Below the top two, the picture gets harder. The remaining top five vendors all held their positions but face real pressure:

  • Xiaomi held third place with 11% market share
  • OPPO stayed fourth at 10%, while going through a restructuring of its three-brand strategy
  • vivo rounded out the top five with 8%

The core problem driving all of this is memory. Costs for memory and storage have risen by four to five times compared to a year ago, according to Runar Bjorhovde, Principal Analyst at Omdia. That is not a rounding error. It is a structural shock. Memory and storage now account for more than 60% of the total component cost for budget phones, and more than 30% for high-end models. For brands competing in the sub-$400 segment, that kind of cost spike is nearly impossible to absorb without either raising prices or cutting margins to zero.
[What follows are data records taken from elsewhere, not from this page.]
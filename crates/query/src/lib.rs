//! Rejoin Query - Selector compiler and query resolver.
//!
//! This crate implements the selector side of the engine:
//!
//! - `Matcher`: compiles a JSON selector into a document predicate
//! - `DocumentMatcher`: a compiled selector with an identity key, so repeated
//!   identical selectors are detected without recompilation
//! - `QueryResolver`: the current matcher of every parent source of a
//!   selector join
//! - `selector`: canonical serialization and the `$in` / `$or` builders used
//!   by batched commits
//!
//! # Example
//!
//! ```rust
//! use rejoin_query::{DocumentMatcher, QueryResolver};
//! use serde_json::json;
//!
//! let mut resolver = QueryResolver::new();
//! let first = DocumentMatcher::new(json!({"authorId": "u1"})).unwrap();
//! assert!(resolver.set("post1", first));
//!
//! // Same selector again: nothing to re-resolve.
//! let again = DocumentMatcher::new(json!({"authorId": "u1"})).unwrap();
//! assert!(!resolver.has_changed("post1", &again));
//! ```

pub mod matcher;
pub mod resolver;
pub mod selector;

pub use matcher::{EvalType, Matcher};
pub use resolver::{DocumentMatcher, QueryResolver};
pub use selector::Selector;
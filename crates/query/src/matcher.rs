//! Selector compiler.
//!
//! Compiles a JSON selector into a predicate tree that can be evaluated
//! against documents without re-parsing. Supported forms:
//!
//! - implicit equality `{field: value}` (array fields match on any element)
//! - comparison `$eq` `$ne` `$gt` `$gte` `$lt` `$lte`
//! - membership `$in` `$nin`
//! - `$exists`, `$regex` (with `$options: "i"`)
//! - logical `$and` `$or` `$nor`
//! - dotted paths into sub-documents and arrays

use crate::selector::Selector;
use core::cmp::Ordering;
use regex::{Regex, RegexBuilder};
use rejoin_core::document::lookup_path;
use rejoin_core::{Document, Error, Result};
use serde_json::{Map, Value};

/// Evaluation type for field operators.
#[derive(Clone, Copy, Debug, PartialEq, Eq)]
pub enum EvalType {
    Eq,
    Ne,
    Lt,
    Le,
    Gt,
    Ge,
}

#[derive(Clone, Debug)]
enum FieldOp {
    Compare(EvalType, Value),
    In(Vec<Value>),
    Nin(Vec<Value>),
    Exists(bool),
    Regex(Regex),
}

#[derive(Clone, Debug)]
enum Clause {
    And(Vec<Clause>),
    Or(Vec<Clause>),
    Nor(Vec<Clause>),
    Field { path: String, ops: Vec<FieldOp> },
}

/// A compiled selector.
#[derive(Clone, Debug)]
pub struct Matcher {
    root: Clause,
}

impl Matcher {
    /// Compiles a selector. `null` and `{}` match every document.
    pub fn compile(selector: &Selector) -> Result<Self> {
        let root = match selector {
            Value::Null => Clause::And(Vec::new()),
            Value::Object(map) => compile_document(map)?,
            other => {
                return Err(Error::invalid_selector(format!(
                    "selector must be an object, got {}",
                    other
                )))
            }
        };
        Ok(Self { root })
    }

    /// Evaluates the selector against a document.
    pub fn matches(&self, doc: &Document) -> bool {
        eval_clause(&self.root, doc)
    }
}

fn compile_document(map: &Map<String, Value>) -> Result<Clause> {
    let mut clauses = Vec::with_capacity(map.len());
    for (key, value) in map {
        match key.as_str() {
            "$and" => clauses.push(Clause::And(compile_list(key, value)?)),
            "$or" => clauses.push(Clause::Or(compile_list(key, value)?)),
            "$nor" => clauses.push(Clause::Nor(compile_list(key, value)?)),
            op if op.starts_with('$') => {
                return Err(Error::invalid_selector(format!(
                    "unknown top-level operator {}",
                    op
                )))
            }
            path => clauses.push(Clause::Field {
                path: path.to_string(),
                ops: compile_field(path, value)?,
            }),
        }
    }
    Ok(if clauses.len() == 1 {
        clauses.remove(0)
    } else {
        Clause::And(clauses)
    })
}

fn compile_list(op: &str, value: &Value) -> Result<Vec<Clause>> {
    let items = value
        .as_array()
        .ok_or_else(|| Error::invalid_selector(format!("{} expects an array", op)))?;
    items
        .iter()
        .map(|item| match item {
            Value::Object(map) => compile_document(map),
            other => Err(Error::invalid_selector(format!(
                "{} expects selector objects, got {}",
                op, other
            ))),
        })
        .collect()
}

fn is_operator_object(map: &Map<String, Value>) -> bool {
    !map.is_empty() && map.keys().all(|k| k.starts_with('$'))
}

fn compile_field(path: &str, value: &Value) -> Result<Vec<FieldOp>> {
    let map = match value {
        Value::Object(map) if is_operator_object(map) => map,
        literal => return Ok(vec![FieldOp::Compare(EvalType::Eq, literal.clone())]),
    };

    let options = map.get("$options").and_then(Value::as_str).unwrap_or("");
    let mut ops = Vec::with_capacity(map.len());
    for (op, operand) in map {
        let compiled = match op.as_str() {
            "$eq" => FieldOp::Compare(EvalType::Eq, operand.clone()),
            "$ne" => FieldOp::Compare(EvalType::Ne, operand.clone()),
            "$gt" => FieldOp::Compare(EvalType::Gt, operand.clone()),
            "$gte" => FieldOp::Compare(EvalType::Ge, operand.clone()),
            "$lt" => FieldOp::Compare(EvalType::Lt, operand.clone()),
            "$lte" => FieldOp::Compare(EvalType::Le, operand.clone()),
            "$in" => FieldOp::In(operand_list(path, op, operand)?),
            "$nin" => FieldOp::Nin(operand_list(path, op, operand)?),
            "$exists" => FieldOp::Exists(truthy(operand)),
            "$regex" => FieldOp::Regex(compile_regex(path, operand, options)?),
            "$options" => continue,
            other => {
                return Err(Error::invalid_selector(format!(
                    "unknown operator {} on field {}",
                    other, path
                )))
            }
        };
        ops.push(compiled);
    }
    Ok(ops)
}

fn operand_list(path: &str, op: &str, operand: &Value) -> Result<Vec<Value>> {
    operand.as_array().cloned().ok_or_else(|| {
        Error::invalid_selector(format!("{} on field {} expects an array", op, path))
    })
}

fn truthy(value: &Value) -> bool {
    match value {
        Value::Bool(b) => *b,
        Value::Null => false,
        Value::Number(n) => n.as_f64().map(|f| f != 0.0).unwrap_or(true),
        _ => true,
    }
}

fn compile_regex(path: &str, pattern: &Value, options: &str) -> Result<Regex> {
    let pattern = pattern.as_str().ok_or_else(|| {
        Error::invalid_selector(format!("$regex on field {} expects a string", path))
    })?;
    RegexBuilder::new(pattern)
        .case_insensitive(options.contains('i'))
        .multi_line(options.contains('m'))
        .build()
        .map_err(|e| Error::invalid_selector(format!("bad $regex on field {}: {}", path, e)))
}

fn eval_clause(clause: &Clause, doc: &Document) -> bool {
    match clause {
        Clause::And(clauses) => clauses.iter().all(|c| eval_clause(c, doc)),
        Clause::Or(clauses) => clauses.iter().any(|c| eval_clause(c, doc)),
        Clause::Nor(clauses) => !clauses.iter().any(|c| eval_clause(c, doc)),
        Clause::Field { path, ops } => {
            let values = lookup_path(doc, path);
            ops.iter().all(|op| eval_op(op, &values))
        }
    }
}

fn eval_op(op: &FieldOp, values: &[&Value]) -> bool {
    match op {
        FieldOp::Compare(EvalType::Eq, target) => equals_any(values, target),
        FieldOp::Compare(EvalType::Ne, target) => !equals_any(values, target),
        FieldOp::Compare(eval_type, target) => any_candidate(values, |v| {
            match compare_values(v, target) {
                Some(ord) => match eval_type {
                    EvalType::Lt => ord == Ordering::Less,
                    EvalType::Le => ord != Ordering::Greater,
                    EvalType::Gt => ord == Ordering::Greater,
                    EvalType::Ge => ord != Ordering::Less,
                    EvalType::Eq | EvalType::Ne => false,
                },
                None => false,
            }
        }),
        FieldOp::In(targets) => targets.iter().any(|t| equals_any(values, t)),
        FieldOp::Nin(targets) => !targets.iter().any(|t| equals_any(values, t)),
        FieldOp::Exists(expected) => !values.is_empty() == *expected,
        FieldOp::Regex(re) => any_candidate(values, |v| v.as_str().map(|s| re.is_match(s)).unwrap_or(false)),
    }
}

/// A missing field equals `null`; an array equals a target if it is equal as
/// a whole or contains an equal element.
fn equals_any(values: &[&Value], target: &Value) -> bool {
    if values.is_empty() {
        return target.is_null();
    }
    values.iter().any(|v| {
        values_equal(v, target)
            || matches!(v, Value::Array(items) if items.iter().any(|i| values_equal(i, target)))
    })
}

fn any_candidate<F>(values: &[&Value], mut pred: F) -> bool
where
    F: FnMut(&Value) -> bool,
{
    values.iter().any(|v| match v {
        Value::Array(items) => items.iter().any(&mut pred),
        other => pred(other),
    })
}

fn values_equal(a: &Value, b: &Value) -> bool {
    match (a, b) {
        (Value::Number(x), Value::Number(y)) => x.as_f64() == y.as_f64(),
        _ => a == b,
    }
}

fn compare_values(a: &Value, b: &Value) -> Option<Ordering> {
    match (a, b) {
        (Value::Number(x), Value::Number(y)) => x.as_f64()?.partial_cmp(&y.as_f64()?),
        (Value::String(x), Value::String(y)) => Some(x.cmp(y)),
        (Value::Bool(x), Value::Bool(y)) => Some(x.cmp(y)),
        _ => None,
    }
}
There is no quick fix in sight. Omdia expects memory prices to start falling no earlier than the second half of 2027, and even then, they are unlikely to drop back to pre-2025 levels. That means the pressure on mid-range and budget vendors will continue for at least another 18 months.

New bottlenecks in chip foundry capacity are also adding to costs beyond just memory. The supply crunch is broader than many in the industry initially expected.

Bjorhovde also flagged that the next two quarters could be even worse for volumes. Normally, Q3 and Q4 are strong seasons driven by new product launches, holiday shopping, and major retail events. But this year, seasonal demand peaks will collide with constrained supply, which is a bad combination for anyone trying to move high volumes at accessible price points.

The likely industry response is a shift further upmarket. Vendors will push higher-priced devices to protect margins, but that leaves budget-conscious buyers with fewer options. Omdia expects many mass-market consumers to delay purchases, accept lower-spec devices, use financing schemes, or turn to the refurbished market instead.

This is not just a short-term adjustment. Le Xuan Chiew, Research Manager at Omdia, described the strategic shifts vendors are making now as permanent changes rather than temporary fixes. Companies that can manage portfolio complexity, pricing strategy, and supply chain risk at the same time are the ones most likely to come out of this stronger. For smaller or less-capitalized players, the next year could be genuinely difficult.